I should have pasted Brian’s words on my forehead; every time I looked in the mirror I would have recalled them and not made so many mistakes.
To lead rather than to drive is a deeply biblical picture; the shepherd in Psalm 23 would have been one who walked ahead of his sheep. The Good Shepherd described by Jesus is one who would have led his sheep through danger.
For the past months in the parish, I have been agitating about getting rooms in our parish centre redecorated. Nothing happened. There was talk of getting things done, but nothing materialised.
Finally, I went to the DIY store, bought paint and rollers and announced that I would be painting the rooms and there would be equipment available for anyone who wished to join me. Two evenings later the work is almost complete, people were more easily led than driven.
The response I would encounter amongst some Christians is that it is not for the Rector to be leading the painting of rooms, but I wonder if that’s a biblical view.

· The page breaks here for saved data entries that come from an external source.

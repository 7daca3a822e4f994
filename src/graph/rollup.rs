//! Declarative derived observables on an entity (C6, "Rollups").
//!
//! A rollup recomputes whenever something it depends on changes and
//! notifies its own subscribers only if the recomputed value differs by
//! structural equality — it is built directly on top of [`Signal`], which
//! already has exactly that semantics (P7). What a rollup adds is *how* it
//! gets told to recompute: the owning entity wires `edge.each(...)` and
//! `signal.watch(...)` callbacks (on whichever fields/edges the rollup
//! reads) to call [`Rollup::refresh`]. That wiring is owned by the entity's
//! own internal scope (see `graph::entities`), not by whatever scope a
//! consumer happens to be subscribing from.
//!
//! Three shapes are used throughout `graph::entities`, matching §3:
//!
//! - *reference*: `Rollup<Option<Rc<RefCell<U>>>>` — first edge target
//!   matching a predicate (e.g. `Session.first_stopped_thread`).
//! - *collection*: not wrapped here at all — collections are just a
//!   filtered `Edge::iter_filtered`/`each` call made fresh by the caller,
//!   since re-exposing a `Vec` as a single equality-compared `Signal` would
//!   defeat granular change tracking for no benefit (§3, "lazy filtered
//!   view").
//! - *property*: `Rollup<usize>` or `Rollup<bool>` — an aggregate such as
//!   `count`/`exists`.

use crate::graph::signal::Signal;
use crate::scope::Subscription;

pub struct Rollup<V: PartialEq + Clone + 'static> {
    signal: Signal<V>,
    recompute: Box<dyn Fn() -> V>,
}

impl<V: PartialEq + Clone + 'static> Rollup<V> {
    pub fn new(recompute: impl Fn() -> V + 'static) -> Self {
        let initial = recompute();
        Self { signal: Signal::new(initial), recompute: Box::new(recompute) }
    }

    /// Recomputes and, if the value changed, notifies subscribers. Called
    /// by the owning entity's internal wiring whenever a dependency fires.
    pub fn refresh(&self) {
        self.signal.set((self.recompute)());
    }

    pub fn get(&self) -> V {
        self.signal.get()
    }

    pub fn watch(&self, f: impl FnMut(&V) + 'static) -> Subscription {
        self.signal.watch(f)
    }
}

#[cfg(test)]
mod tests {
    use super::*;
    use crate::scope::{Current, Scope};
    use std::cell::RefCell;
    use std::rc::Rc;

    #[test]
    fn refresh_only_notifies_on_change() {
        let source = Rc::new(RefCell::new(1));
        let rollup = {
            let source = source.clone();
            Rollup::new(move || *source.borrow() > 1)
        };
        let root = Scope::root();
        let seen = Rc::new(RefCell::new(Vec::new()));
        Current::with_scope(&root, || {
            let seen = seen.clone();
            rollup.watch(move |v| seen.borrow_mut().push(*v));
        });
        assert_eq!(*seen.borrow(), vec![false]);

        *source.borrow_mut() = 2;
        rollup.refresh();
        *source.borrow_mut() = 3;
        rollup.refresh(); // still > 1, no new notification
        assert_eq!(*seen.borrow(), vec![false, true]);
    }
}
#[derive(Debug, Clone, Deserialize)]
#[serde(rename_all = "camelCase")]
pub struct SetExpressionResponseBody {
    pub value: String,
}

#[derive(Debug, Clone, Serialize)]
#[serde(rename_all = "camelCase")]
pub struct EvaluateArguments {
    pub expression: String,
    #[serde(skip_serializing_if = "Option::is_none")]
    pub frame_id: Option<i64>,
    #[serde(skip_serializing_if = "Option::is_none")]
    pub context: Option<String>,
}

#[derive(Debug, Clone, Deserialize)]
#[serde(rename_all = "camelCase")]
pub struct EvaluateResponseBody {
    pub result: String,
    #[serde(default)]
    #[serde(rename = "type")]
    pub type_annotation: Option<String>,
    #[serde(default)]
    pub variables_reference: i64,
}

#[derive(Debug, Clone, Deserialize)]
#[serde(rename_all = "camelCase")]
pub struct ExceptionInfoResponseBody {
    pub exception_id: String,
    #[serde(default)]
    pub description: Option<String>,
    #[serde(default)]
    pub break_mode: Option<String>,
}

#[derive(Debug, Clone, Deserialize)]
#[serde(rename_all = "camelCase")]
pub struct WireThread {
    pub id: i64,
    pub name: String,
}

#[derive(Debug, Clone, Deserialize)]
#[serde(rename_all = "camelCase")]
pub struct ThreadsResponseBody {
    pub threads: Vec<WireThread>,
}

#[derive(Debug, Clone, Deserialize)]
#[serde(rename_all = "camelCase")]
pub struct StoppedEventBody {
    pub reason: String,
    #[serde(default)]
    pub thread_id: Option<i64>,
    #[serde(default)]
    pub all_threads_stopped: bool,
}

#[derive(Debug, Clone, Deserialize)]
#[serde(rename_all = "camelCase")]
pub struct ContinuedEventBody {
    pub thread_id: i64,
    #[serde(default)]
    pub all_threads_continued: bool,
}

#[derive(Debug, Clone, Deserialize)]
#[serde(rename_all = "camelCase")]
pub struct ThreadEventBody {
    pub reason: String,
    pub thread_id: i64,
}

#[derive(Debug, Clone, Deserialize)]
#[serde(rename_all = "camelCase")]
pub struct OutputEventBody {
    #[serde(default)]
    pub category: Option<String>,
    pub output: String,
}

#[derive(Debug, Clone, Deserialize)]
#[serde(rename_all = "camelCase")]
pub struct ExitedEventBody {
    pub exit_code: i64,
}

#[derive(Debug, Clone, Deserialize)]
#[serde(rename_all = "camelCase")]
pub struct TerminatedEventBody {
    #[serde(default)]
    pub restart: Option<Value>,
}

#[derive(Debug, Clone, Deserialize)]
#[serde(rename_all = "camelCase")]
pub struct BreakpointEventBody {
    pub reason: String,
    pub breakpoint: WireBreakpoint,
}

/// Arguments the adapter sends back on the `startDebugging` reverse-request
/// (§4.8 hierarchical sessions).
#[derive(Debug, Clone, Deserialize)]
#[serde(rename_all = "camelCase")]
pub struct StartDebuggingRequestArguments {
    pub configuration: Value,
    pub request: String,
}

type PendingMap = Rc<RefCell<HashMap<i64, oneshot::Sender<Response>>>>;
type EventHandler = Box<dyn Fn(&Event)>;
/// Returns `Some(body-or-error)` if this handler claims the reverse
/// request; `None` lets the next handler try, falling through to a
/// "not supported" error response if none claim it.
type ReverseHandler = Box<dyn Fn(&Request) -> Option<Result<Value, String>>>;

/// Correlates requests with responses, dispatches events to ordered
/// handlers, and answers reverse-requests (§4.3).
pub struct ProtocolClient {
    writer: RefCell<TransportWriter>,
    /// Serialises every write to `writer`: a `RefCell` borrow on the writer
    /// is held across its own `.await`, which is only sound if no other
    /// task can attempt a concurrent borrow — this mutex is what guarantees
    /// that, since outgoing requests and reverse-request replies both go
    /// through it before ever touching `writer`.
    write_lock: TaskMutex,
    next_seq: Cell<i64>,
    pending: PendingMap,
    event_handlers: RefCell<Vec<EventHandler>>,
    reverse_handlers: RefCell<Vec<ReverseHandler>>,
    default_timeout: Cell<Duration>,
    read_loop: RefCell<Option<TaskHandle<()>>>,
}

impl ProtocolClient {
    /// Splits `transport`, spawns the background read loop on the current
    /// `LocalSet`, and returns the client.
    pub fn start(transport: Transport) -> Rc<ProtocolClient> {
        let (mut reader, writer) = transport.split();
        let client = Rc::new(ProtocolClient {
            writer: RefCell::new(writer),
            write_lock: TaskMutex::new(),
            next_seq: Cell::new(1),
            pending: Rc::new(RefCell::new(HashMap::new())),
            event_handlers: RefCell::new(Vec::new()),
            reverse_handlers: RefCell::new(Vec::new()),
            default_timeout: Cell::new(DEFAULT_REQUEST_TIMEOUT),
            read_loop: RefCell::new(None),
        });

        let loop_client = client.clone();
        let handle = crate::task::spawn(
            async move {
                loop {
                    match reader.recv().await {
                        Ok(Some(value)) => loop_client.dispatch(value).await,
                        Ok(None) => break,
                        Err(e) => {
                            tracing::warn!("transport read loop ending: {e}");
                            break;
                        }
                    }
                }
                loop_client.fail_all_pending();
            },
            None,
        );
        *client.read_loop.borrow_mut() = Some(handle);

        client
    }

    /// Stops the read loop and closes the write half; pending requests fail
    /// with `TransportClosed` (§4.8 session termination).
    pub async fn shutdown(&self) {
        if let Some(handle) = self.read_loop.borrow_mut().take() {
            handle.cancel();
        }
        self.fail_all_pending();
        let _permit = self.write_lock.lock().await;
        self.writer.borrow_mut().close().await;
    }

    pub fn set_default_timeout(&self, timeout: Duration) {
        self.default_timeout.set(timeout);
    }

    pub fn on_event(&self, handler: impl Fn(&Event) + 'static) {
        self.event_handlers.borrow_mut().push(Box::new(handler));
    }

    /// Registers a reverse-request handler; the first handler to return
    /// `Some` wins. With no claiming handler, the reverse request is
    /// answered with `success: false` (§4.3 "not supported" fallback).
    pub fn on_reverse_request(&self, handler: impl Fn(&Request) -> Option<Result<Value, String>> + 'static) {
        self.reverse_handlers.borrow_mut().push(Box::new(handler));
    }

    async fn dispatch(&self, value: Value) {
        let incoming = match Incoming::from_value(value) {
            Ok(i) => i,
            Err(e) => {
                tracing::warn!("dropping malformed message: {e}");
                return;
            }
        };
        match incoming {
            Incoming::Response(resp) => {
                if let Some(tx) = self.pending.borrow_mut().remove(&resp.request_seq) {
                    let _ = tx.send(resp);
                }
            }
            Incoming::Event(event) => {
                for handler in self.event_handlers.borrow().iter() {
                    handler(&event);
                }
            }
            Incoming::ReverseRequest(req) => self.answer_reverse_request(req).await,
        }
    }

    async fn answer_reverse_request(&self, req: Request) {
        let outcome = self.reverse_handlers.borrow().iter().find_map(|h| h(&req));
        let (success, body, message) = match outcome {
            Some(Ok(body)) => (true, Some(body), None),
            Some(Err(msg)) => (false, None, Some(msg)),
            None => (false, None, Some(format!("unsupported reverse request: {}", req.command))),
        };
        let seq = self.allocate_seq();
        let response = Response {
            seq,
            msg_type: "response".into(),
            request_seq: req.seq,
            success,
            command: req.command,
            message,
            body,
        };
        let value = match serde_json::to_value(&response) {
            Ok(v) => v,
            Err(e) => {
                tracing::warn!("failed to encode reverse-request response: {e}");
                return;
            }
        };
        let _permit = self.write_lock.lock().await;
        if let Err(e) = self.writer.borrow_mut().send(&value).await {
            tracing::warn!("failed to send reverse-request response: {e}");
        }
    }

    fn allocate_seq(&self) -> i64 {
        let seq = self.next_seq.get();
        self.next_seq.set(seq + 1);
        seq
    }

    /// Drops every pending response sender, failing the corresponding
    /// `request()` calls with `TransportClosed`.
    fn fail_all_pending(&self) {
        self.pending.borrow_mut().clear();
    }

    /// Sends `command`/`arguments` and awaits the matching response, bounded
    /// by `timeout` (or the client's default). Does not decode `body`;
    /// callers deserialize into the response shape they expect.
    pub async fn request(&self, command: &str, arguments: Option<Value>, timeout: Option<Duration>) -> DapResult<Response> {
        let seq = self.allocate_seq();
        let request = Request { seq, msg_type: "request".into(), command: command.to_string(), arguments };
        let (tx, rx) = oneshot::channel();
        self.pending.borrow_mut().insert(seq, tx);

        let value = serde_json::to_value(&request).map_err(|e| DapError::Protocol(e.to_string()))?;
        {
            let _permit = self.write_lock.lock().await;
            if let Err(e) = self.writer.borrow_mut().send(&value).await {
                self.pending.borrow_mut().remove(&seq);
                return Err(e);
            }
        }

        let wait = timeout.unwrap_or_else(|| self.default_timeout.get());
        let response = match tokio::time::timeout(wait, rx).await {
            Ok(Ok(resp)) => resp,
            Ok(Err(_)) => return Err(DapError::TransportClosed),
            Err(_) => {
                self.pending.borrow_mut().remove(&seq);
                return Err(DapError::RequestTimeout { command: command.to_string() });
            }
        };

        if !response.success {
            return Err(DapError::Adapter {
                command: command.to_string(),
                message: response.message.clone().unwrap_or_else(|| "request failed".into()),
            });
        }
        Ok(response)
    }

    /// `request` plus strongly-typed decode of `body` (§4.3 typed request
    /// helpers used by the bridge).
    pub async fn request_typed<A: Serialize, B: for<'de> Deserialize<'de>>(
        &self,
        command: &str,
        arguments: A,
        timeout: Option<Duration>,
    ) -> DapResult<B> {
        let args = serde_json::to_value(arguments).map_err(|e| DapError::Protocol(e.to_string()))?;
        let response = self.request(command, Some(args), timeout).await?;
        let body = response.body.unwrap_or(Value::Null);
        serde_json::from_value(body).map_err(|e| DapError::Protocol(e.to_string()))
    }

    pub async fn request_no_body(&self, command: &str, arguments: Option<Value>, timeout: Option<Duration>) -> DapResult<()> {
        self.request(command, arguments, timeout).await.map(|_| ())
    }
}
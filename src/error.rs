//! Error taxonomy (§7).
//!
//! Every public error type is a `thiserror` enum so callers can match on
//! cause rather than parse a message string. Call chains are recorded as a
//! stack of `(method, entity uri)` frames, pushed from innermost to
//! outermost as an error unwinds through entity methods and the bridge.

use std::fmt;

/// One frame of the logical call chain that produced a [`DapError`].
#[derive(Debug, Clone)]
pub struct Frame {
    pub method: String,
    pub entity: Option<String>,
}

impl fmt::Display for Frame {
    fn fmt(&self, f: &mut fmt::Formatter<'_>) -> fmt::Result {
        match &self.entity {
            Some(uri) => write!(f, "{}({})", self.method, uri),
            None => write!(f, "{}", self.method),
        }
    }
}

/// The closed error taxonomy described in §7 of the specification.
#[derive(Debug, Clone, thiserror::Error)]
pub enum DapError {
    #[error("protocol error: {0}")]
    Protocol(String),

    #[error("transport closed")]
    TransportClosed,

    #[error("adapter rejected {command}: {message}")]
    Adapter { command: String, message: String },

    #[error("request {command} timed out")]
    RequestTimeout { command: String },

    #[error("cancelled")]
    Cancelled,

    #[error("schema error: {0}")]
    Schema(String),

    #[error("operation attempted on deleted entity {uri}")]
    DeletedEntity { uri: String },

    #[error("capability {capability} not supported by adapter ({context})")]
    Capability { capability: String, context: String },

    #[error("invalid adapter configuration: {0}")]
    Configuration(String),

    #[error("{source}\n  while: {}", render_chain(chain))]
    WithChain {
        #[source]
        source: Box<DapError>,
        chain: Vec<Frame>,
    },
}

fn render_chain(chain: &[Frame]) -> String {
    chain
        .iter()
        .rev()
        .map(|f| f.to_string())
        .collect::<Vec<_>>()
        .join(" <- ")
}

impl DapError {
    /// Pushes an enclosing call frame onto this error, building up the
    /// logical call path across cooperative suspensions (§7, "Propagation
    /// policy").
    pub fn with_frame(self, method: impl Into<String>, entity: Option<String>) -> Self {
        let frame = Frame { method: method.into(), entity };
        match self {
            DapError::WithChain { source, mut chain } => {
                chain.push(frame);
                DapError::WithChain { source, chain }
            }
            other => DapError::WithChain { source: Box::new(other), chain: vec![frame] },
        }
    }

    pub fn is_cancelled(&self) -> bool {
        matches!(self, DapError::Cancelled)
            || matches!(self, DapError::WithChain { source, .. } if source.is_cancelled())
    }
}

pub type DapResult<T> = Result<T, DapError>;

/// Errors raised by the graph store (C6) itself, distinct from protocol
/// errors because they indicate programmer misuse rather than adapter
/// behaviour.
#[derive(Debug, thiserror::Error)]
pub enum GraphError {
    #[error("no entity with uri {0}")]
    NotFound(String),
    #[error("edge {edge} does not accept target type {target_type}")]
    WrongTargetType { edge: String, target_type: String },
    #[error("entity {0} has been deleted")]
    Deleted(String),
}

impl From<GraphError> for DapError {
    fn from(e: GraphError) -> Self {
        match e {
            GraphError::Deleted(uri) => DapError::DeletedEntity { uri },
            other => DapError::Schema(other.to_string()),
        }
    }
}

/// Errors raised while decoding/encoding the wire format (C1).
#[derive(Debug, thiserror::Error)]
pub enum TransportError {
    #[error("malformed frame header: {0}")]
    MalformedHeader(String),
    #[error("i/o error: {0}")]
    Io(#[from] std::io::Error),
    #[error("json error: {0}")]
    Json(#[from] serde_json::Error),
    #[error("transport closed")]
    Closed,
}

impl From<TransportError> for DapError {
    fn from(e: TransportError) -> Self {
        match e {
            TransportError::Closed => DapError::TransportClosed,
            other => DapError::Protocol(other.to_string()),
        }
    }
}

/// Errors raised by the URI/URL query layer (C7).
#[derive(Debug, thiserror::Error)]
pub enum QueryError {
    #[error("malformed uri: {0}")]
    MalformedUri(String),
    #[error("malformed url at column {col}: {msg}")]
    MalformedUrl { col: usize, msg: String },
    #[error("unknown marker @{0}")]
    UnknownMarker(String),
}

impl From<QueryError> for DapError {
    fn from(e: QueryError) -> Self {
        DapError::Schema(e.to_string())
    }
}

Saint Paul earned his living as a tentmaker, partly to maintain his independence, but partly also because manual work had a noble place in Jewish society.
The Benedictine Order has always stressed the importance of everyone, even the abbot, sharing in the manual work of the community, prayer was work but also work was prayer. Had we been a Benedictine community perhaps the delay would never have arisen in the first place.
Leadership takes many forms, but truly Christian leadership must have a strong spirit of service. It would seem, for me at least, that leading will mean that I sit at my keyboard at the end of the day still covered in emulsion from the evening’s efforts.